Los discípulos del Tercer Salón se tragaron su miedo, reunieron todo el valor que pudieron y se lanzaron hacia el cielo en una formación desordenada, pero con desesperación.
—Guardias Celestiales, conmigo, ¡adelante! —ordenó Ornelas.
Una brillante falange de guerreros acorazados se unió a Jaime, posicionándose a sus flancos como inquebrantables muros de acero. Jaime prefería la derrota cayendo del cielo antes que ser superado por la mera superioridad numérica.
Detrás de ellos, Percival y Esor permanecieron quietos. Esor no quitaba la mirada de la Espada Matadragones, cuyo filo oscuro se reflejaba en sus ojos antiguos. Un arma con tal poder que rayaba en la leyenda, capaz de astillar el Cuenco Atrapa Almas con un solo golpe.
Un deseo prohibido germinó en el corazón del anciano: el ansia de poseer la espada. El Cuenco Atrapa Almas, del que se susurraba en el Salón del Camino Maligno, le habría asegurado a Elfgan favores de por vida. Sin embargo, Jaime simplemente apuntó con la Espada Matadragones, golpeó el cuenco una vez, y este estalló como cristal barato bajo un martillo.

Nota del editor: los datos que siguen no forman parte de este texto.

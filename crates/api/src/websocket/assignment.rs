//! Assignment engine
//!
//! Pairs a newly connected customer with an online agent serving the customer's
//! department. The caller passes in the registry guard, so the scan, the chat
//! continuation calls and the final registration are one critical section.
//!
//! Waiting customers are not re-scanned when an agent for their department comes
//! online later; they stay unassigned until they reconnect.

use std::sync::Arc;

use livedesk_shared::{ChatRecord, ConnectionId, DeskError, DeskResult, UserId};

use crate::chats::{ChatContinuation, ChatKey};

use super::connection::Connection;
use super::dispatcher::{deliver, EventDispatcher};
use super::events::ServerEvent;
use super::lifecycle::CustomerRouting;
use super::presence::{OnlineCustomer, Registries};

/// Result of one assignment run
#[derive(Debug, Clone, PartialEq, Eq)]
pub enum AssignmentOutcome {
    /// No online agent serves the department
    Waiting,
    /// An unresolved chat with the matched agent already exists
    Resumed {
        agent_id: UserId,
        agent_connection: ConnectionId,
    },
    /// A new chat was created with the matched agent
    Assigned {
        agent_id: UserId,
        agent_connection: ConnectionId,
        chat: ChatRecord,
    },
    /// The chat store returned no record; the customer stays unassigned
    Declined { agent_id: UserId },
    /// The customer disconnected before the registration could be committed
    Discarded,
}

impl AssignmentOutcome {
    pub fn is_agent_assigned(&self) -> bool {
        matches!(
            self,
            AssignmentOutcome::Resumed { .. } | AssignmentOutcome::Assigned { .. }
        )
    }
}

pub struct AssignmentEngine {
    chats: Arc<dyn ChatContinuation>,
}

impl AssignmentEngine {
    pub fn new(chats: Arc<dyn ChatContinuation>) -> Self {
        Self { chats }
    }

    /// Decide and register for one customer connection
    ///
    /// On error nothing has been written to the registry. Events for the outcome are
    /// emitted separately by [`AssignmentEngine::announce`], still under the same guard.
    pub async fn assign(
        &self,
        registries: &mut Registries,
        customer: &Connection,
        user_id: UserId,
        routing: CustomerRouting,
    ) -> DeskResult<AssignmentOutcome> {
        let candidate = registries
            .find_agent_for_department(routing.department_id)
            .map(|agent| (agent.agent_id, agent.connection_id));

        let outcome = match candidate {
            None => AssignmentOutcome::Waiting,
            Some((agent_id, agent_connection)) => {
                let key = ChatKey {
                    agent_id,
                    customer_id: user_id,
                    department_id: routing.department_id,
                    category_id: routing.category_id,
                };

                if self
                    .chats
                    .has_unresolved_chat(key)
                    .await
                    .map_err(continuation_failed)?
                {
                    AssignmentOutcome::Resumed {
                        agent_id,
                        agent_connection,
                    }
                } else {
                    match self.chats.create_chat(key).await.map_err(continuation_failed)? {
                        Some(chat) => AssignmentOutcome::Assigned {
                            agent_id,
                            agent_connection,
                            chat,
                        },
                        None => AssignmentOutcome::Declined { agent_id },
                    }
                }
            }
        };

        if customer.is_closed().await {
            tracing::info!(
                connection_id = %customer.connection_id,
                customer_id = %user_id,
                ?outcome,
                "Customer disconnected during assignment, registration discarded"
            );
            return Ok(AssignmentOutcome::Discarded);
        }

        registries.add_customer(OnlineCustomer {
            user_id,
            connection_id: customer.connection_id,
            department_id: routing.department_id,
            category_id: routing.category_id,
            is_agent_assigned: outcome.is_agent_assigned(),
        });

        tracing::info!(
            connection_id = %customer.connection_id,
            customer_id = %user_id,
            department_id = %routing.department_id,
            category_id = %routing.category_id,
            ?outcome,
            "Customer assignment committed"
        );

        Ok(outcome)
    }

    /// Notify the matched agent (and, for a new chat, the customer) of a committed outcome
    pub async fn announce(
        &self,
        dispatcher: &EventDispatcher,
        customer: &Connection,
        user_id: UserId,
        routing: CustomerRouting,
        outcome: &AssignmentOutcome,
    ) {
        match outcome {
            AssignmentOutcome::Resumed {
                agent_connection, ..
            } => {
                dispatcher
                    .send_to(
                        *agent_connection,
                        ServerEvent::CustomerOnline {
                            customer_id: user_id,
                        },
                    )
                    .await;
            }
            AssignmentOutcome::Assigned {
                agent_id,
                agent_connection,
                ..
            } => {
                dispatcher
                    .send_to(
                        *agent_connection,
                        ServerEvent::CustomerAssigned {
                            department_id: routing.department_id,
                            customer_id: user_id,
                        },
                    )
                    .await;
                deliver(
                    customer,
                    ServerEvent::AgentAssigned {
                        department_id: routing.department_id,
                        agent_id: *agent_id,
                    },
                );
            }
            AssignmentOutcome::Waiting
            | AssignmentOutcome::Declined { .. }
            | AssignmentOutcome::Discarded => {}
        }
    }
}

fn continuation_failed(err: DeskError) -> DeskError {
    match err {
        DeskError::ContinuationQueryFailed(_) => err,
        other => DeskError::ContinuationQueryFailed(other.to_string()),
    }
}

#[cfg(test)]
#[allow(clippy::unwrap_used)]
mod tests {
    use super::*;
    use crate::websocket::presence::{OnlineAgent, PresenceRegistry};
    use async_trait::async_trait;
    use livedesk_shared::{CategoryId, DepartmentId};
    use std::sync::Mutex as StdMutex;
    use time::OffsetDateTime;
    use tokio::sync::mpsc;

    #[derive(Default)]
    struct FakeChats {
        unresolved: bool,
        decline: bool,
        fail: bool,
        created: StdMutex<Vec<ChatKey>>,
    }

    #[async_trait]
    impl ChatContinuation for FakeChats {
        async fn has_unresolved_chat(&self, _key: ChatKey) -> DeskResult<bool> {
            if self.fail {
                return Err(DeskError::ContinuationQueryFailed("connection reset".into()));
            }
            Ok(self.unresolved)
        }

        async fn create_chat(&self, key: ChatKey) -> DeskResult<Option<ChatRecord>> {
            self.created.lock().unwrap().push(key);
            if self.decline {
                return Ok(None);
            }
            Ok(Some(ChatRecord {
                id: 1,
                agent_id: key.agent_id,
                customer_id: key.customer_id,
                department_id: key.department_id,
                category_id: key.category_id,
                is_resolved: false,
                created_at: OffsetDateTime::now_utc(),
            }))
        }
    }

    fn routing() -> CustomerRouting {
        CustomerRouting {
            department_id: DepartmentId(3),
            category_id: CategoryId(1),
        }
    }

    /// Assign customer 42 and emit its events under one guard, as registration does
    async fn run(
        engine: &AssignmentEngine,
        registry: &PresenceRegistry,
        dispatcher: &EventDispatcher,
        customer: &Connection,
    ) -> DeskResult<AssignmentOutcome> {
        let mut registries = registry.lock().await;
        let outcome = engine.assign(&mut registries, customer, UserId(42), routing()).await?;
        engine
            .announce(dispatcher, customer, UserId(42), routing(), &outcome)
            .await;
        Ok(outcome)
    }

    async fn setup_agent(
        registry: &PresenceRegistry,
        dispatcher: &EventDispatcher,
    ) -> mpsc::UnboundedReceiver<ServerEvent> {
        let (tx, rx) = mpsc::unbounded_channel();
        let conn = Arc::new(Connection::new(tx));
        registry.lock().await.add_agent(OnlineAgent {
            agent_id: UserId(7),
            connection_id: conn.connection_id,
            assigned_departments: [DepartmentId(3)].into_iter().collect(),
        });
        dispatcher.attach(conn).await;
        rx
    }

    #[tokio::test]
    async fn test_no_matching_agent_waits() {
        let chats = Arc::new(FakeChats::default());
        let engine = AssignmentEngine::new(chats.clone());
        let registry = PresenceRegistry::new();
        let dispatcher = EventDispatcher::new();
        let (tx, mut rx) = mpsc::unbounded_channel();
        let customer = Connection::new(tx);

        let outcome = run(&engine, &registry, &dispatcher, &customer).await
            .unwrap();

        assert_eq!(outcome, AssignmentOutcome::Waiting);
        let entry = registry.find_customer_by_user_id(UserId(42)).await.unwrap();
        assert!(!entry.is_agent_assigned);
        assert!(rx.try_recv().is_err());
        assert!(chats.created.lock().unwrap().is_empty());
    }

    #[tokio::test]
    async fn test_new_chat_notifies_both_sides() {
        let chats = Arc::new(FakeChats::default());
        let engine = AssignmentEngine::new(chats.clone());
        let registry = PresenceRegistry::new();
        let dispatcher = EventDispatcher::new();
        let mut agent_rx = setup_agent(&registry, &dispatcher).await;
        let (tx, mut customer_rx) = mpsc::unbounded_channel();
        let customer = Connection::new(tx);

        let outcome = run(&engine, &registry, &dispatcher, &customer).await
            .unwrap();

        assert!(matches!(outcome, AssignmentOutcome::Assigned { agent_id: UserId(7), .. }));
        assert_eq!(chats.created.lock().unwrap().len(), 1);
        assert_eq!(
            agent_rx.try_recv().unwrap(),
            ServerEvent::CustomerAssigned {
                department_id: DepartmentId(3),
                customer_id: UserId(42),
            }
        );
        assert_eq!(
            customer_rx.try_recv().unwrap(),
            ServerEvent::AgentAssigned {
                department_id: DepartmentId(3),
                agent_id: UserId(7),
            }
        );
        assert!(agent_rx.try_recv().is_err());
        assert!(customer_rx.try_recv().is_err());
    }

    #[tokio::test]
    async fn test_unresolved_chat_is_resumed() {
        let chats = Arc::new(FakeChats {
            unresolved: true,
            ..Default::default()
        });
        let engine = AssignmentEngine::new(chats.clone());
        let registry = PresenceRegistry::new();
        let dispatcher = EventDispatcher::new();
        let mut agent_rx = setup_agent(&registry, &dispatcher).await;
        let (tx, mut customer_rx) = mpsc::unbounded_channel();
        let customer = Connection::new(tx);

        let outcome = run(&engine, &registry, &dispatcher, &customer).await
            .unwrap();

        assert!(matches!(outcome, AssignmentOutcome::Resumed { .. }));
        assert!(chats.created.lock().unwrap().is_empty());
        assert_eq!(
            agent_rx.try_recv().unwrap(),
            ServerEvent::CustomerOnline {
                customer_id: UserId(42)
            }
        );
        assert!(customer_rx.try_recv().is_err());
        assert!(registry
            .find_customer_by_user_id(UserId(42))
            .await
            .unwrap()
            .is_agent_assigned);
    }

    #[tokio::test]
    async fn test_declined_chat_leaves_customer_unassigned() {
        let chats = Arc::new(FakeChats {
            decline: true,
            ..Default::default()
        });
        let engine = AssignmentEngine::new(chats);
        let registry = PresenceRegistry::new();
        let dispatcher = EventDispatcher::new();
        let mut agent_rx = setup_agent(&registry, &dispatcher).await;
        let (tx, _rx) = mpsc::unbounded_channel();
        let customer = Connection::new(tx);

        let outcome = run(&engine, &registry, &dispatcher, &customer).await
            .unwrap();

        assert_eq!(outcome, AssignmentOutcome::Declined { agent_id: UserId(7) });
        assert!(!registry
            .find_customer_by_user_id(UserId(42))
            .await
            .unwrap()
            .is_agent_assigned);
        assert!(agent_rx.try_recv().is_err());
    }

    #[tokio::test]
    async fn test_oracle_failure_leaves_registry_untouched() {
        let chats = Arc::new(FakeChats {
            fail: true,
            ..Default::default()
        });
        let engine = AssignmentEngine::new(chats);
        let registry = PresenceRegistry::new();
        let dispatcher = EventDispatcher::new();
        let _agent_rx = setup_agent(&registry, &dispatcher).await;
        let (tx, _rx) = mpsc::unbounded_channel();
        let customer = Connection::new(tx);

        let result = run(&engine, &registry, &dispatcher, &customer).await;

        assert!(matches!(result, Err(DeskError::ContinuationQueryFailed(_))));
        assert_eq!(registry.stats().await.online_customers, 0);
    }

    #[tokio::test]
    async fn test_closed_customer_is_discarded() {
        let chats = Arc::new(FakeChats::default());
        let engine = AssignmentEngine::new(chats);
        let registry = PresenceRegistry::new();
        let dispatcher = EventDispatcher::new();
        let mut agent_rx = setup_agent(&registry, &dispatcher).await;
        let (tx, _rx) = mpsc::unbounded_channel();
        let customer = Connection::new(tx);
        customer.close().await;

        let outcome = run(&engine, &registry, &dispatcher, &customer).await
            .unwrap();

        assert_eq!(outcome, AssignmentOutcome::Discarded);
        assert_eq!(registry.stats().await.online_customers, 0);
        assert!(agent_rx.try_recv().is_err());
    }

    #[tokio::test]
    async fn test_assign_emits_nothing_before_announce() {
        let chats = Arc::new(FakeChats::default());
        let engine = AssignmentEngine::new(chats);
        let registry = PresenceRegistry::new();
        let dispatcher = EventDispatcher::new();
        let mut agent_rx = setup_agent(&registry, &dispatcher).await;
        let (tx, mut customer_rx) = mpsc::unbounded_channel();
        let customer = Connection::new(tx);

        let mut registries = registry.lock().await;
        let outcome = engine
            .assign(&mut registries, &customer, UserId(42), routing())
            .await
            .unwrap();
        assert!(outcome.is_agent_assigned());
        assert!(agent_rx.try_recv().is_err());
        assert!(customer_rx.try_recv().is_err());

        engine
            .announce(&dispatcher, &customer, UserId(42), routing(), &outcome)
            .await;
        assert!(matches!(
            agent_rx.try_recv().unwrap(),
            ServerEvent::CustomerAssigned { .. }
        ));
        assert!(matches!(
            customer_rx.try_recv().unwrap(),
            ServerEvent::AgentAssigned { .. }
        ));
    }
}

En ese frágil estallido, todos en la terraza finalmente comprendieron la verdadera naturaleza de la Espada Matadragones: un arma capaz de atravesar las leyendas.
—No puedes esperar luchar contra el Palacio del Rey Celestial con tan pocos hombres.
Ornelas avanzó con paso firme, flanqueada por los Guardias Celestiales. Con cada paso de su bota, el aire se electrificaba y una onda de poder se extendía sobre las losas.
Aunque las tropas de Elfgan eran competentes en el combate, nunca se habían enfrentado a la disciplina y pericia de los guerreros criados dentro de los muros del palacio. Esta disparidad era, precisamente, la razón por la que Elfgan había implorado la ayuda del Salón del Camino Malévolo.
«¡Boom!».
Apenas Ornelas y los Guardias Celestiales liberaron sus auras, los soldados de Elfgan retrocedieron cien pasos. A pesar de que no se había cruzado ni una sola espada, la victoria y la derrota ya se habían decidido en el suelo.
—¡Príncipe Percival, Gran Anciano! —gritó Elfgan, con desesperación agudizando su voz.
Esor fue el primero en reaccionar, elevándose hacia el cielo con la levedad de una hoja impulsada por el viento.
Con un gesto despreocupado de su manga, hizo que Jaime se deslizara por el patio. Ante el nivel de cultivo de Esor, Jaime aún no estaba a la altura, o al menos no en ese momento.
Aunque Jaime era capaz de vencer a Elfgan, Esor representaba una montaña que todavía no había aprendido a escalar.
—Jaime, ¿estás herido? —preguntó Ornelas, con preocupación en sus palabras.
—Estoy bien —jadeó Jaime, obligándose a ponerse de pie—. Protege el Palacio primero.
Ornelas asintió y, al instante, aplastó la ficha de reunión que apareció en su palma. Una cegadora luz dorada, brillante como un sol recién nacido, inundó el área.